A field guide to the QA jungle, circa 2020
A curated index of papers, datasets, and models for when you need to build a machine that actually answers questions.

What it does
This is an awesome-list repository: a hand-maintained index of resources for Question Answering research. It catalogs papers (heavy on BERT variants and 2019–2020 conference proceedings), benchmark datasets like SQuAD and MS MARCO, competition leaderboards, code repositories, and a smattering of lecture slides and books. The scope runs from classical fact-extraction pipelines to modern dense retrieval and conversational QA.
The interesting bit
The curation has a point of view. The “Recent Trends” section front-loads efficiency-focused models—DistilBERT, TinyBERT, ALBERT—alongside task-specific architectures like DilBert and UnifiedQA, suggesting the maintainer was tracking the push to make transformers less computationally embarrassing. The competitions table with its “Over Human Performance” column is a nice touch of honest bookkeeping.
Key highlights
- Heavy coverage of ACL/EMNLP/AAAI 2019 and 2020 papers, with direct arXiv and anthology links
- Dataset leaderboard table tracks which benchmarks have been “beaten” by systems vs. humans
- Sections on QA system anatomy: fact extraction, question understanding, answer generation
- Includes non-English resources (Korean and Chinese descriptions, Baidu’s DuReader)

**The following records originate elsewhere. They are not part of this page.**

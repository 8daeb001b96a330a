//! EventBus<T>: a type-keyed, ordered, stoppable pub/sub dispatcher.
//!
//! Handler registrations are entries of an internal [`MemoryStore`], so
//! registration order is traversal order and handlers are matched against
//! the triggered topic with the ordinary attribute filters.
//!
//! Dispatch semantics for one `trigger` call:
//!   - The matching registration ids are collected when the call starts; a
//!     handler bound *during* dispatch is not called until the next trigger.
//!   - Each registration is re-read right before its delivery; a handler
//!     unbound during dispatch is skipped (the failed lookup is logged).
//!   - A handler returning `ControlFlow::Break(())` stops delivery for the
//!     rest of the call, wildcard group included.
//!
//! No lock is held while handlers run, so they may `bind`, `unbind` or
//! `trigger` on the same bus.

use std::ops::ControlFlow;
use std::sync::Arc;

use serde_json::{Map, Value};

use crate::query::filter::{attributes_match, Filter};
use crate::storage::memory::{MemoryStore, StoreOptions};
use crate::storage::traits::Store;
use crate::types::{Entry, EntryId};

use super::event::{EventType, Topic};

/// Registration id returned by [`EventBus::bind`].
pub type HandlerId = EntryId;

/// Closure type for bus handlers.
pub type HandlerFn<T> = dyn Fn(&T) -> ControlFlow<()> + Send + Sync;

/// Shared handler reference.
pub type Handler<T> = Arc<HandlerFn<T>>;

// ============================================================================
// Registration
// ============================================================================

/// A `(topic attributes, handler)` pair stored in the bus's internal store.
pub struct Registration<T> {
    attributes: Arc<Map<String, Value>>,
    handler: Handler<T>,
}

impl<T> Clone for Registration<T> {
    fn clone(&self) -> Self {
        Self {
            attributes: Arc::clone(&self.attributes),
            handler: Arc::clone(&self.handler),
        }
    }
}

impl<T: 'static> Entry for Registration<T> {
    fn id(&self) -> Option<EntryId> {
        None
    }

    fn set_id(&mut self, _id: &str) {}

    fn attribute(&self, key: &str) -> Option<&Value> {
        self.attributes.get(key)
    }
}

// ============================================================================
// EventBus
// ============================================================================

pub struct EventBus<T: 'static> {
    name: String,
    registrations: MemoryStore<Registration<T>>,
}

impl<T: 'static> EventBus<T> {
    pub fn new(name: impl Into<String>) -> Self {
        let name = name.into();
        Self {
            registrations: MemoryStore::new(StoreOptions::named(format!("{name}.handlers"))),
            name,
        }
    }

    pub fn name(&self) -> &str {
        &self.name
    }

    /// Register `handler` under `topic` and return its registration id.
    pub fn bind(
        &self,
        topic: impl Into<Topic>,
        handler: impl Fn(&T) -> ControlFlow<()> + Send + Sync + 'static,
    ) -> HandlerId {
        self.bind_handler(topic.into(), Arc::new(handler))
    }

    /// Register an already shared handler.
    pub fn bind_handler(&self, topic: Topic, handler: Handler<T>) -> HandlerId {
        let registration = Registration {
            attributes: Arc::new(topic.attributes()),
            handler,
        };
        // The internal store generates ids and never converts, so create
        // cannot fail.
        match self.registrations.create(registration) {
            Ok((id, _)) => id,
            Err(e) => {
                tracing::error!(bus = %self.name, error = %e, "handler registration failed");
                HandlerId::new()
            }
        }
    }

    /// Remove the registration `id` if it was bound under `topic`.
    pub fn unbind(&self, topic: &Topic, id: &str) -> bool {
        let Ok(registration) = self.registrations.read(id) else {
            return false;
        };
        if !attributes_match(&registration, &topic.attributes()) {
            return false;
        }
        self.registrations.remove(id).is_ok()
    }

    /// Remove every registration bound under `topic`. Returns how many were
    /// removed.
    pub fn unbind_all(&self, topic: &Topic) -> usize {
        let ids = self.registrations.find(&Filter::Attributes(topic.attributes()));
        ids.iter()
            .filter(|id| self.registrations.remove(id).is_ok())
            .count()
    }

    /// Deliver `payload` to the handlers of `topic`, then to the wildcard
    /// handlers unless delivery was stopped. Returns the number of handler
    /// invocations.
    pub fn trigger(&self, topic: &Topic, payload: &T) -> usize {
        let (mut count, stopped) = self.dispatch(&topic.attributes(), payload);
        if !stopped && !topic.is_wildcard() {
            let wildcard = Topic::Type(EventType::Any).attributes();
            count += self.dispatch(&wildcard, payload).0;
        }
        count
    }

    /// Number of live registrations.
    pub fn size(&self) -> usize {
        self.registrations.len()
    }

    fn dispatch(&self, attributes: &Map<String, Value>, payload: &T) -> (usize, bool) {
        let ids = self.registrations.find(&Filter::Attributes(attributes.clone()));
        let mut count = 0;

        for id in ids {
            match self.registrations.read(&id) {
                Ok(registration) => {
                    count += 1;
                    if (registration.handler)(payload).is_break() {
                        return (count, true);
                    }
                }
                Err(e) => {
                    tracing::error!(
                        bus = %self.name,
                        handler = %id,
                        error = %e,
                        "handler registration could not be resolved; skipping"
                    );
                }
            }
        }
        (count, false)
    }
}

- Links to historical systems timeline: Wolfram Alpha, Watson’s Jeopardy win, Siri integration
Caveats
- Maintenance appears to have stalled around 2020; recent transformer architectures and post-2020 benchmarks are absent
- The “Codes” section is thin compared to the paper lists—more bibliography than cookbook
Verdict
Useful if you’re entering QA research and want a structured map of the 2018–2020 landscape, or if you’re teaching and need a quick syllabus of canonical papers. Skip it if you need working code or cutting-edge 2024 models; this is a time capsule, not a living benchmark.